The Eternal False Promise Of Rich Harden
With 3/5ths of the starting rotation and the opening game manager gone, the A's have become even less competitive than usual.. but two wins in a row is two wins in a row, and it's not as if the AL West is filled with monsters. And then there's this news... Rich Harden threw 40-plus pitches in a rehab game, striking out three in two innings of work. The fastball looked explosive, too.

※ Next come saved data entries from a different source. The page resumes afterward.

use serde::{Deserialize, Serialize};
use sqlx::FromRow;
use time::OffsetDateTime;
use uuid::Uuid;

/// User account. The id is derived from the email (see `auth::ids`).
#[derive(Debug, Clone, Serialize, Deserialize, FromRow)]
pub struct Account {
    pub id: Uuid,
    pub email: String,
    #[serde(skip_serializing)]
    pub password_hash: String,          // Argon2 hash, not exposed in JSON
    pub verified: bool,
    #[serde(skip_serializing)]
    pub verification_code: i32,
    #[serde(with = "time::serde::rfc3339")]
    pub created_at: OffsetDateTime,
}

/// Administrator. Separate principal space, never linked to an account.
#[derive(Debug, Clone, Serialize, Deserialize, FromRow)]
#[serde(rename_all = "camelCase")]
pub struct Admin {
    pub id: Uuid,
    pub username: String,
    #[serde(skip_serializing)]
    pub password_hash: String,
    pub email: String,
    pub first_name: String,
    pub last_name: String,
    pub is_super: bool,
    #[serde(with = "time::serde::rfc3339")]
    pub created_at: OffsetDateTime,
    #[serde(with = "time::serde::rfc3339")]
    pub updated_at: OffsetDateTime,
}
use anyhow::Context;
use serde::Deserialize;

#[derive(Debug, Clone, Deserialize)]
pub struct JwtConfig {
    pub secret: String,
    pub issuer: String,
    pub audience: String,
    pub user_ttl_minutes: i64,
    pub admin_ttl_minutes: i64,
}

#[derive(Debug, Clone, Deserialize)]
pub struct AppConfig {
    pub database_url: String,
    pub jwt: JwtConfig,
    /// Where verification redirects land.
    pub frontend_url: String,
    /// Externally reachable address of this API, used to build verification links.
    pub public_base_url: String,
    pub slack_webhook_url: Option<String>,
}

impl AppConfig {
    pub fn from_env() -> anyhow::Result<Self> {
        let database_url = std::env::var("DATABASE_URL").context("DATABASE_URL must be set")?;

        let secret = std::env::var("JWT_SECRET").context("JWT_SECRET must be set")?;
        anyhow::ensure!(!secret.trim().is_empty(), "JWT_SECRET must not be empty");

        let jwt = JwtConfig {
            secret,
            issuer: std::env::var("JWT_ISSUER").unwrap_or_else(|_| "talentboard".into()),
            audience: std::env::var("JWT_AUDIENCE").unwrap_or_else(|_| "talentboard-api".into()),
            user_ttl_minutes: env_minutes("JWT_USER_TTL_MINUTES", 60),
            admin_ttl_minutes: env_minutes("JWT_ADMIN_TTL_MINUTES", 60 * 24),
        };

        Ok(Self {
            database_url,
            jwt,
            frontend_url: std::env::var("FRONTEND_URL")
                .unwrap_or_else(|_| "http://localhost:4200".into()),
            public_base_url: std::env::var("PUBLIC_BASE_URL")
                .unwrap_or_else(|_| "http://localhost:8080".into()),
            slack_webhook_url: std::env::var("SLACK_WEBHOOK_URL")
                .ok()
                .filter(|v| !v.trim().is_empty()),
        })
    }
}

/// Longest accepted token lifetime: one year.
const MAX_TTL_MINUTES: i64 = 60 * 24 * 365;

fn env_minutes(key: &str, default: i64) -> i64 {
    parse_minutes(std::env::var(key).ok().as_deref(), default)
}

fn parse_minutes(raw: Option<&str>, default: i64) -> i64 {
    raw.and_then(|v| v.trim().parse::<i64>().ok())
        .filter(|v| (1..=MAX_TTL_MINUTES).contains(v))
        .unwrap_or(default)
}

#[cfg(test)]
mod tests {
    use super::*;

    #[test]
    fn ttl_minutes_fall_back_outside_the_accepted_range() {
        assert_eq!(parse_minutes(None, 60), 60);
        assert_eq!(parse_minutes(Some("15"), 60), 15);
        assert_eq!(parse_minutes(Some("0"), 60), 60);
        assert_eq!(parse_minutes(Some("-5"), 60), 60);
        assert_eq!(parse_minutes(Some("soon"), 60), 60);
        assert_eq!(parse_minutes(Some("9223372036854775807"), 60), 60);
        assert_eq!(parse_minutes(Some("525600"), 60), MAX_TTL_MINUTES);
    }
}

I know it seems as if Harden has been around forever, but he's still just 29, and it's not as if he's bereft of promise, especially in the pitching-happy world of the Coliseum and the AL West. And he's always been catnip to me from a fantasy standpoint, since he's usually been great or crap. But 2010 was terrible -- 5.58 ERA in 92 walk-tastic innings for Texas -- and we are talking about a guy who has never thrown more than 189 innings at the major league level. He'd probably best be used in a relief role, or in a six-starter rotation where he keeps the pitch count down... but that's not the way the world works, or how a down-market team with severe attendance and money issues works, either.
So my guess is that as soon as Harden is ready to let loose and take the hill, the A's will have him go as long as he can... which will be. in all likelihood, for about 50 to 75 innings before it all goes down again. That's just the way he's made... and the only question is whether or not he's actually effective in the time before he's hurt.
But if he is effective? He'll suck us all right back in, back to the times when he first came up and looked as good as anyone the A's produced... yes, even as good as Tim Hudson, Mark Mulder or Barry Zito. Because when he was on his game, that's just how good the man was.